[Collected data entries]
- - - -

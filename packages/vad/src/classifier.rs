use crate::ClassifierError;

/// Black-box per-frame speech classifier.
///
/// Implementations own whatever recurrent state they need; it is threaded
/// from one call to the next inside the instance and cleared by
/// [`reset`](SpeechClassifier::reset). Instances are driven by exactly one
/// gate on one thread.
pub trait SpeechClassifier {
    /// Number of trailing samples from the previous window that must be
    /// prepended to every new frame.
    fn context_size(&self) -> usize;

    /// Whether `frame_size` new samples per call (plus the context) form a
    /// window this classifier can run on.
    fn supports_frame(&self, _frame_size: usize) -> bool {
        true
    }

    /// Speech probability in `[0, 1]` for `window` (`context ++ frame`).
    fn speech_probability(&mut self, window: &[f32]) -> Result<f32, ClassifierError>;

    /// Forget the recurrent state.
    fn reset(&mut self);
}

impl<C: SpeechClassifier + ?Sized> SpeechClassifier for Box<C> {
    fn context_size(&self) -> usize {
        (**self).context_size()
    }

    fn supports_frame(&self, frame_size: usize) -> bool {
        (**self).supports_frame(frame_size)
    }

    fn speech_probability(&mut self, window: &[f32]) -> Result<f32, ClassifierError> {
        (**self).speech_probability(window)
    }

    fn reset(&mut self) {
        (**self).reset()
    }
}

- - - -

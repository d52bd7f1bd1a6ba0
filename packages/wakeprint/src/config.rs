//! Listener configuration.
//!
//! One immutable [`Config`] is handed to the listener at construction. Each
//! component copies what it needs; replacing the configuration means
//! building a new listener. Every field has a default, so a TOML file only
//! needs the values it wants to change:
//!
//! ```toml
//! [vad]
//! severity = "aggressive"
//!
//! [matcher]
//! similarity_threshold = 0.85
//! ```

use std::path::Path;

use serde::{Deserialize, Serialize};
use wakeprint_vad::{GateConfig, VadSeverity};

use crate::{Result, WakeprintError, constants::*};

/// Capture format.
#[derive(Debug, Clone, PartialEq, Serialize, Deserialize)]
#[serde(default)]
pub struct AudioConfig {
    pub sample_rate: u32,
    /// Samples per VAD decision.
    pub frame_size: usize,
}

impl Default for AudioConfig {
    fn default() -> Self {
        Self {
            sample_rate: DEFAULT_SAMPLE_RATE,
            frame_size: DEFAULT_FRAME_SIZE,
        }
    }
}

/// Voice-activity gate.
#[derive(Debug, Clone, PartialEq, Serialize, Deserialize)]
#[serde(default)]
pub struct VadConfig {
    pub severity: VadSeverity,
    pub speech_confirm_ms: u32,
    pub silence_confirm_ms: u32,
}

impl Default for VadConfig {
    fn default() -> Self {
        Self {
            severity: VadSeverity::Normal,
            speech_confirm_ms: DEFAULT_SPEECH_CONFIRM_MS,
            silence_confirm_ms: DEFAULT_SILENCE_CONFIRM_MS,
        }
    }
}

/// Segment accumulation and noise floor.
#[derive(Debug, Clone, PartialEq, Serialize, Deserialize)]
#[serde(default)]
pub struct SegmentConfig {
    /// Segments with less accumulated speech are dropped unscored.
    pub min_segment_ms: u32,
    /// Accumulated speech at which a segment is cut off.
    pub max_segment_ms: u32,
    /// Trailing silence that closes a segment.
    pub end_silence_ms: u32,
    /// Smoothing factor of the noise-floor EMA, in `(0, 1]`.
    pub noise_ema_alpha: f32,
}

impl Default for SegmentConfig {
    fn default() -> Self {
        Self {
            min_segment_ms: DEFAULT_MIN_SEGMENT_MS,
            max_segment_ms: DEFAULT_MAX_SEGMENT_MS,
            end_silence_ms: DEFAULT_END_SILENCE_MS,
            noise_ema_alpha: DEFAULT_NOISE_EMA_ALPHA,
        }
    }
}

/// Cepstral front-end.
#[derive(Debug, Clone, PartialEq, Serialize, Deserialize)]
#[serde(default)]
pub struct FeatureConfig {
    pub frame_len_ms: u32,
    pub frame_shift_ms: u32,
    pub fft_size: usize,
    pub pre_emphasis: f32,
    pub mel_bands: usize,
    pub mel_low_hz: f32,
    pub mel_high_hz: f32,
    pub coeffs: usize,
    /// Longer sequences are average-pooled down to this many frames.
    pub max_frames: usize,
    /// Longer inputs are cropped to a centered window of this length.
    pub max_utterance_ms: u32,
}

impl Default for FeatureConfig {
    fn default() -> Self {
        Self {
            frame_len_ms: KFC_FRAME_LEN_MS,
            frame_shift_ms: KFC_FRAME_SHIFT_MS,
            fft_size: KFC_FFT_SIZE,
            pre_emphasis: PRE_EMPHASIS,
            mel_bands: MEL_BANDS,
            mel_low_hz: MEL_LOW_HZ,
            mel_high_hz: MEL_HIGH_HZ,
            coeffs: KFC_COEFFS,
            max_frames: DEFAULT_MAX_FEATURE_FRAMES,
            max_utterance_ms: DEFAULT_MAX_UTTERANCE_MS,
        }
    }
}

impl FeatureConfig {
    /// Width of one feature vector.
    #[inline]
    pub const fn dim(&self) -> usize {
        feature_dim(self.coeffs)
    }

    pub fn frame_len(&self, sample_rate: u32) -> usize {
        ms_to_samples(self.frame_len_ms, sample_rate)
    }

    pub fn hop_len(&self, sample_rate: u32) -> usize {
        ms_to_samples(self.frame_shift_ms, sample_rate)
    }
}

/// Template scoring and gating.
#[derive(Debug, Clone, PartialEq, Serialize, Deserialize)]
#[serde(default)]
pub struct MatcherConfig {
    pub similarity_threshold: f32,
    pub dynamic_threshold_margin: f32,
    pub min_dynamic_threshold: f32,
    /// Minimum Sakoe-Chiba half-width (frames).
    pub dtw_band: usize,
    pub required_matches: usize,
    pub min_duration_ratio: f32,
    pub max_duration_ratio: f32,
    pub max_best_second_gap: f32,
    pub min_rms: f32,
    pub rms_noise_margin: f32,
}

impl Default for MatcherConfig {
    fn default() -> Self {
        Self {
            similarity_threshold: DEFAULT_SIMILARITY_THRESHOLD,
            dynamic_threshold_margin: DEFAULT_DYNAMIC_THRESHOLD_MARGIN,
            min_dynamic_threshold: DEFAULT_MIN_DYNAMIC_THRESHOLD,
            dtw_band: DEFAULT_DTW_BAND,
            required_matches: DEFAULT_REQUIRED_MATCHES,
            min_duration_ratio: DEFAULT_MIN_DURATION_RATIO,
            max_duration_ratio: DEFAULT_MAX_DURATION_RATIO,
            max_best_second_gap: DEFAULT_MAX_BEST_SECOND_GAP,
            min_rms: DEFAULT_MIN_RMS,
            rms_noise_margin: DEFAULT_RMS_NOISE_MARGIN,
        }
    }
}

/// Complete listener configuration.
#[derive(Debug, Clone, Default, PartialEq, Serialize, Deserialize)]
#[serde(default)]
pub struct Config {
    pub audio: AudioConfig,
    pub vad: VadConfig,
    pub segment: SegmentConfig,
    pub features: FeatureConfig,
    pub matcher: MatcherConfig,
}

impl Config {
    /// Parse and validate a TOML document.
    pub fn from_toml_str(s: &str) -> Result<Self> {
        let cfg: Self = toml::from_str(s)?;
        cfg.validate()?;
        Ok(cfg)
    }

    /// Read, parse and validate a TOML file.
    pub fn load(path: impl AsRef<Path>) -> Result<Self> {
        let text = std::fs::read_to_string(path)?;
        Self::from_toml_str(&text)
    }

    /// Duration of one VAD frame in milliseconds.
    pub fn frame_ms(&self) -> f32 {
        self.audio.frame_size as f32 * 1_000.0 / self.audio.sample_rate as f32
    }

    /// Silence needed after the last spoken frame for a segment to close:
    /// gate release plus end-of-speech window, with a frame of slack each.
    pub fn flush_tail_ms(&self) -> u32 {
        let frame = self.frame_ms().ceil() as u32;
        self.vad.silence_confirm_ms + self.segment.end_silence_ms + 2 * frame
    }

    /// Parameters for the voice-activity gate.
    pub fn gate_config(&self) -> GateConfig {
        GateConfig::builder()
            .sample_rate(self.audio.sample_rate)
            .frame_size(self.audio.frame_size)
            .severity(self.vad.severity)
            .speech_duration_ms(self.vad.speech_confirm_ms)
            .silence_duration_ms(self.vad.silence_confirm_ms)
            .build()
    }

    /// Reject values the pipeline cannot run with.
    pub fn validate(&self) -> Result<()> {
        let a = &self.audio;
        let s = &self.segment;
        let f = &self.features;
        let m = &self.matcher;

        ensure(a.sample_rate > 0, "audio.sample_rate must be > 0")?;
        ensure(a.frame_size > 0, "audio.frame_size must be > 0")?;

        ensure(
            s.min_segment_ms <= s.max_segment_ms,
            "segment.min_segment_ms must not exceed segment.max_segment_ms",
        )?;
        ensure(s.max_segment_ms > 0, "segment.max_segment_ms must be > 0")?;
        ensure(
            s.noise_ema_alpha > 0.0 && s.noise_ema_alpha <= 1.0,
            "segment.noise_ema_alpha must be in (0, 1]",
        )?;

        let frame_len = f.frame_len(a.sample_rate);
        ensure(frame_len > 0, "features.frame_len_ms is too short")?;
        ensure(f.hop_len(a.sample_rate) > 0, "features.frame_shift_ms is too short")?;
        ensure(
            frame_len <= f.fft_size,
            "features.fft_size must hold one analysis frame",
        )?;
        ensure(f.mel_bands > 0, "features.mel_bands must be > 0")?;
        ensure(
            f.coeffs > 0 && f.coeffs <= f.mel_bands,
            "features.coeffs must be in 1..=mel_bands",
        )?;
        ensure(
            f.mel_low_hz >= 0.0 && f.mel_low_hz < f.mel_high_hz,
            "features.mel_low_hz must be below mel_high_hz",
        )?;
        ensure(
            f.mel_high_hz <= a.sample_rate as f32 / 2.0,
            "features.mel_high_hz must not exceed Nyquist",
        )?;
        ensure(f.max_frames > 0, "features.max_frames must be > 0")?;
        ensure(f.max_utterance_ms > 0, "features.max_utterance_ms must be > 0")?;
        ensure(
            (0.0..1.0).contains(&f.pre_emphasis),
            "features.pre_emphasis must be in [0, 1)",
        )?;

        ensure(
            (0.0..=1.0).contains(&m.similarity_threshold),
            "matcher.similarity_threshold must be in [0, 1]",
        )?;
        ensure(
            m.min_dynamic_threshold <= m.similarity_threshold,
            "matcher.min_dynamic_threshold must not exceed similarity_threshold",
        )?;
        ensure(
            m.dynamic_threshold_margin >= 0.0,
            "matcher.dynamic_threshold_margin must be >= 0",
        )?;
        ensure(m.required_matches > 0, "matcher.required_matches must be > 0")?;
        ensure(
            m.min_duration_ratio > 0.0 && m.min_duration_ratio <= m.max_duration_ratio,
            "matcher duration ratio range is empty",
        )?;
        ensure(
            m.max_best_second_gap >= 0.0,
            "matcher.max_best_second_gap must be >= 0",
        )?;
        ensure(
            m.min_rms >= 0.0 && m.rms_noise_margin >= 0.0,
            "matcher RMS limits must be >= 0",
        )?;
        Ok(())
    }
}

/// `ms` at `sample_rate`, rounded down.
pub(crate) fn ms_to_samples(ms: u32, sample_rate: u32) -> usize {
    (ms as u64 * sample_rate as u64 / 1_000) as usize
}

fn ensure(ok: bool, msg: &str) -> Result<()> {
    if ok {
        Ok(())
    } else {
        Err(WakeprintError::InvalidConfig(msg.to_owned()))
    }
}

- - - -

Scan the records for lines that hold "Result", and reproduce each one you find.

    fn speech_probability(&mut self, window: &[f32]) -> Result<f32, ClassifierError>;
    fn speech_probability(&mut self, window: &[f32]) -> Result<f32, ClassifierError> {
use crate::{Result, WakeprintError, constants::*};
    pub fn from_toml_str(s: &str) -> Result<Self> {
    pub fn load(path: impl AsRef<Path>) -> Result<Self> {
    pub fn validate(&self) -> Result<()> {
fn ensure(ok: bool, msg: &str) -> Result<()> {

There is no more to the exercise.